▶ WHAT YOU ARE ASKED TO DO:
Say how many lines below contain the word "AppConfig". The number is the entire reply.

▶ EXTRACTED RECORDS:
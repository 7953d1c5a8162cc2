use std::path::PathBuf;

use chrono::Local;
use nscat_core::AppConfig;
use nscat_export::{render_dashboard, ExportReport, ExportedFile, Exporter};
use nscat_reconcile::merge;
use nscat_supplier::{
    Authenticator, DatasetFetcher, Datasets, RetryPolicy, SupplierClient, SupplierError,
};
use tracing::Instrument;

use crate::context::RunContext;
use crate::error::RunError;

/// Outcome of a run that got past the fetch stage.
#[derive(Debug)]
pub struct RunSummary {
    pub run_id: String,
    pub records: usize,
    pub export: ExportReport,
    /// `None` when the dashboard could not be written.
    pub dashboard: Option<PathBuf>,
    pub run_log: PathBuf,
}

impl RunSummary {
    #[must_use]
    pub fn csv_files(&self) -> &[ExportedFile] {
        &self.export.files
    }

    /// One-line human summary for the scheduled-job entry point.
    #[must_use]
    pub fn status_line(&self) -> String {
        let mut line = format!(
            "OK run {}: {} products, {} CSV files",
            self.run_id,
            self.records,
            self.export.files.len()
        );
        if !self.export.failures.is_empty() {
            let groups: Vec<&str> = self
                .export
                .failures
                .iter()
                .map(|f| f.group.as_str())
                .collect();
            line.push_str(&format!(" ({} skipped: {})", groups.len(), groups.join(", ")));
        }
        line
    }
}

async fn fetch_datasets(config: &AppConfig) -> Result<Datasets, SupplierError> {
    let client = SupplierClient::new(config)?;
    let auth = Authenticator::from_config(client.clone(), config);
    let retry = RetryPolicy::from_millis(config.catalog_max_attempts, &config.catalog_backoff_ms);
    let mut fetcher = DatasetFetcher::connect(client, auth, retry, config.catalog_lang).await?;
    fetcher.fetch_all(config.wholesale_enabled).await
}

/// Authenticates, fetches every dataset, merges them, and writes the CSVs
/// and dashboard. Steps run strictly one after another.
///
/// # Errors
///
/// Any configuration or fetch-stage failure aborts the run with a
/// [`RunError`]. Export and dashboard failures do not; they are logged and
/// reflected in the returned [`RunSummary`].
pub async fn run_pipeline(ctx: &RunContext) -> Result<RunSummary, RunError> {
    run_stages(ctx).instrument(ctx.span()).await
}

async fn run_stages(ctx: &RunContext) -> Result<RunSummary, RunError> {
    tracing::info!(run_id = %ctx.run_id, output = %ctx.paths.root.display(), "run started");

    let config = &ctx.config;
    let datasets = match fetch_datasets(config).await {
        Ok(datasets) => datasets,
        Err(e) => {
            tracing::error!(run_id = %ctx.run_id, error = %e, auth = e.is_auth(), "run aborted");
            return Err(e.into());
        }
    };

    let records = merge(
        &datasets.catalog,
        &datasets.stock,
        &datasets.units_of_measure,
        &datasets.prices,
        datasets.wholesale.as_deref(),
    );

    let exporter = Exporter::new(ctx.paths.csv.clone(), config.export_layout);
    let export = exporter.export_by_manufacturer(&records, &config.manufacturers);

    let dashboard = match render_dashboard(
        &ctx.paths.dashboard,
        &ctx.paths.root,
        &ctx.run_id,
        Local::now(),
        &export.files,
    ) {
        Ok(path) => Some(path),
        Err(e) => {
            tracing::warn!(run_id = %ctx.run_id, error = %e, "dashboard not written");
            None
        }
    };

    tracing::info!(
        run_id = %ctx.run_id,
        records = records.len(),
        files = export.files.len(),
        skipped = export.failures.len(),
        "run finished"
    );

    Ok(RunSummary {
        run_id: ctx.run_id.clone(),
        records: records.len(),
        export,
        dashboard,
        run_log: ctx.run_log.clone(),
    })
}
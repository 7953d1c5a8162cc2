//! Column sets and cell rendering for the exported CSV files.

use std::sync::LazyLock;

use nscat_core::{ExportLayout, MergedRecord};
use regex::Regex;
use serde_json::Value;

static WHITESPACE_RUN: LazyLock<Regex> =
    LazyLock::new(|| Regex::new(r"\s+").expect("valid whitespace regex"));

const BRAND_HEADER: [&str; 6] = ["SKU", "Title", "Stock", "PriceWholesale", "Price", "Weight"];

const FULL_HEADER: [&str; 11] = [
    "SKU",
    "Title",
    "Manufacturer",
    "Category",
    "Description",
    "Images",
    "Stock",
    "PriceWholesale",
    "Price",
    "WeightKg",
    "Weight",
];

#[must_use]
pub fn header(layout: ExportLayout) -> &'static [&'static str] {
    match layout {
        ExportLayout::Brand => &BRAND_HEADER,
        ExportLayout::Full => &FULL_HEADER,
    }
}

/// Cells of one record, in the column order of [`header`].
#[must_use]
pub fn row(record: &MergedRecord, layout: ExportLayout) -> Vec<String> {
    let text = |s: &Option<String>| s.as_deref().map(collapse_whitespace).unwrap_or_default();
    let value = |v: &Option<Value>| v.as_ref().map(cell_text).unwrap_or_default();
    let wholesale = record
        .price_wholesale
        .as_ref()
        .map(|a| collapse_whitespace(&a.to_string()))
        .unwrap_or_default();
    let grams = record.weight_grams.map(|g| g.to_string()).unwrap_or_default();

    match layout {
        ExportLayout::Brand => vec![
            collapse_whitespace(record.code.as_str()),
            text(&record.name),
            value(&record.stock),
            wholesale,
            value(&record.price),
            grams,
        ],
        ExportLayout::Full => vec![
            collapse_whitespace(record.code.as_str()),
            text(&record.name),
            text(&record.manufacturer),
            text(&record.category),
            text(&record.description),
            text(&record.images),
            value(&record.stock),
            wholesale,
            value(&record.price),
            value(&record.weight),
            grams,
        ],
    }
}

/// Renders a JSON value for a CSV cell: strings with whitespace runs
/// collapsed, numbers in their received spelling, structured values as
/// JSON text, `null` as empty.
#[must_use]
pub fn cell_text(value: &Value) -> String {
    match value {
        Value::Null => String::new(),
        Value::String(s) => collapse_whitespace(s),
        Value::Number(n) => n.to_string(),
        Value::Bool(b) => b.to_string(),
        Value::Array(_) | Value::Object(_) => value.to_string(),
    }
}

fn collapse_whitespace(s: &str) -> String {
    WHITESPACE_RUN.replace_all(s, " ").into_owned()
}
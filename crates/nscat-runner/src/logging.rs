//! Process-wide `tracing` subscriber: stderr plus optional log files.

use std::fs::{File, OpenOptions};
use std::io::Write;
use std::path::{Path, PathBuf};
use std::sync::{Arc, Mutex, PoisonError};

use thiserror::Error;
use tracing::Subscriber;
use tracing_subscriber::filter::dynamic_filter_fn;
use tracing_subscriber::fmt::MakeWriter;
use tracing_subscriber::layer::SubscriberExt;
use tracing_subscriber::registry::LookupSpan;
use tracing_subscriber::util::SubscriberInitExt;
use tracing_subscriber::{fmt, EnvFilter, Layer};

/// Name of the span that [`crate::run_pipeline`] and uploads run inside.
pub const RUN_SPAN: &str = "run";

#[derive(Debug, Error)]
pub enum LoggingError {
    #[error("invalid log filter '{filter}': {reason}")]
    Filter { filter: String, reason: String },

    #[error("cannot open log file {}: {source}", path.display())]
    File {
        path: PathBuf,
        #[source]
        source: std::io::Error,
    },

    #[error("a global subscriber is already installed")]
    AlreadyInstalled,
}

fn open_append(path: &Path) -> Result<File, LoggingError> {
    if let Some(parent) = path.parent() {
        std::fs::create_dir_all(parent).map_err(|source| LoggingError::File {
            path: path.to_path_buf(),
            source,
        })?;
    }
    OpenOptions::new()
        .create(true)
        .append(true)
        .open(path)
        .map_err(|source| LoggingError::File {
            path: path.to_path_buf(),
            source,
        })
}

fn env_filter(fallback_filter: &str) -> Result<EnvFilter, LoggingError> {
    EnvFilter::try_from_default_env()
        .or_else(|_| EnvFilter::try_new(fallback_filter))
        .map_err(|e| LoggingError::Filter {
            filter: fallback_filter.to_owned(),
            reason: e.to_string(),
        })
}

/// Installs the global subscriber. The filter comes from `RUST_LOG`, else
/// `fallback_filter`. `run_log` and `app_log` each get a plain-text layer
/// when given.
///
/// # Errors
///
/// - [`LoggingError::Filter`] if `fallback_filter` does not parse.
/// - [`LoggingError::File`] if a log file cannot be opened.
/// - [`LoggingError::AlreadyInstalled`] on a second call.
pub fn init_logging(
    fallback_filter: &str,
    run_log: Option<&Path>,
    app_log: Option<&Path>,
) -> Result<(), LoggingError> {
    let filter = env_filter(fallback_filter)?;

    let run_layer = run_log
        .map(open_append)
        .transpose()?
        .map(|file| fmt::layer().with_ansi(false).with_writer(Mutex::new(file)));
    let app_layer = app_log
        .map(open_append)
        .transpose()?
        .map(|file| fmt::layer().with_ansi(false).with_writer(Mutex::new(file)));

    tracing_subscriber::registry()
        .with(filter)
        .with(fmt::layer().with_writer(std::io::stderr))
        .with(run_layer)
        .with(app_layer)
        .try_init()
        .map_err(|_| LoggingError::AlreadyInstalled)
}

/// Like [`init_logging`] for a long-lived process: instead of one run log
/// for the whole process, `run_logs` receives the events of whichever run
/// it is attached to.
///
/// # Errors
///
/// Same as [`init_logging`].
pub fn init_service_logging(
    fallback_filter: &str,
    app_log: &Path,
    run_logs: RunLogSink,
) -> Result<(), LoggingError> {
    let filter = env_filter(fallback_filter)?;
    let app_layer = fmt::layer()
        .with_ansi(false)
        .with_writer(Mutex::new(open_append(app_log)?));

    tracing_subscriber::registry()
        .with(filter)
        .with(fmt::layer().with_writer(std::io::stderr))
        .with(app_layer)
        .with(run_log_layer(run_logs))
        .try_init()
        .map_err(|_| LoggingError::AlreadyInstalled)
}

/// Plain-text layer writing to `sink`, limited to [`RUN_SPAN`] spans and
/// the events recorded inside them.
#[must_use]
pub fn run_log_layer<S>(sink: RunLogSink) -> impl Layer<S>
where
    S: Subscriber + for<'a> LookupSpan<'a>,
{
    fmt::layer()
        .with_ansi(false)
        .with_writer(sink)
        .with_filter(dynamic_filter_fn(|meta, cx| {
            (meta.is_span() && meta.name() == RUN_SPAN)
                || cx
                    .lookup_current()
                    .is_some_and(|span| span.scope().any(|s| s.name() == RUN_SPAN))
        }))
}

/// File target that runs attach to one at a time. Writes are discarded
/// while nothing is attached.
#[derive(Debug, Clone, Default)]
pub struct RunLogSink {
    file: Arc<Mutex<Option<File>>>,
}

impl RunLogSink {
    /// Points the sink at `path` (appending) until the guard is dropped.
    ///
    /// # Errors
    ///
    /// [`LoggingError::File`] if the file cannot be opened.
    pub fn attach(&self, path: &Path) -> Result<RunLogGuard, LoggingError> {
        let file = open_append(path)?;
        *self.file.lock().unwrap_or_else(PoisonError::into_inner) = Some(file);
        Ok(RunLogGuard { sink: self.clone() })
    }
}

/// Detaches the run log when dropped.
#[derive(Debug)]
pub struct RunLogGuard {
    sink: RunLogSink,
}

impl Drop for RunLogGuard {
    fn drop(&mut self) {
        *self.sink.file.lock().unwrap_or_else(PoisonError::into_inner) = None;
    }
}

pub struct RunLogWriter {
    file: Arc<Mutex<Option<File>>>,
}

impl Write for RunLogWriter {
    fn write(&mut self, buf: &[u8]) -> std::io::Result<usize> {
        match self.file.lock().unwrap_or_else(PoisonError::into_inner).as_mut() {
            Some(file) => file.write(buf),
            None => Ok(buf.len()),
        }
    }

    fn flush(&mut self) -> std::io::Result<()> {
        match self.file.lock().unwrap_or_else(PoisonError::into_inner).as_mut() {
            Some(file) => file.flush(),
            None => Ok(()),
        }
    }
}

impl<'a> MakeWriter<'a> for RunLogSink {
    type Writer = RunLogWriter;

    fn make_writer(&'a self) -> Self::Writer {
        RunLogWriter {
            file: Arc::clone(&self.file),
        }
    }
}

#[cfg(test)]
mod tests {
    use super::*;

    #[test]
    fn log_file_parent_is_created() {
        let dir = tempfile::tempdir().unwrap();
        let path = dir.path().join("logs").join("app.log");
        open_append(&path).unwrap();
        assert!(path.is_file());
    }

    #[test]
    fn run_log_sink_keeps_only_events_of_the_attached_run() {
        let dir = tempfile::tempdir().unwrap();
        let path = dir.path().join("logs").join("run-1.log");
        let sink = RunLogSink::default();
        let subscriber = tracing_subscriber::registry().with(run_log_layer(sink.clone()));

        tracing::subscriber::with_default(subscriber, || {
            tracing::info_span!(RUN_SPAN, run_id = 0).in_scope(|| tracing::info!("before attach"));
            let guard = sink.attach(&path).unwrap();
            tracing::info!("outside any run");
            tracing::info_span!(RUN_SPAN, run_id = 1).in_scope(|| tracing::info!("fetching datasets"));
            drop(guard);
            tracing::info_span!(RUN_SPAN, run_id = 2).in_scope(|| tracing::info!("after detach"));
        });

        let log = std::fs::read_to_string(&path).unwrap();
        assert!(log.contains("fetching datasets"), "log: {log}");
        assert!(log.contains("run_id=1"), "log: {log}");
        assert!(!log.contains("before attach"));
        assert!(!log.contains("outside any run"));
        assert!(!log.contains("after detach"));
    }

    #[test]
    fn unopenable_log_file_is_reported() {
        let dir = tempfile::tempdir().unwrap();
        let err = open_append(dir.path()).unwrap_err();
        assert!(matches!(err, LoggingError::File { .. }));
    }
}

▶ WORKED SOLUTION:
2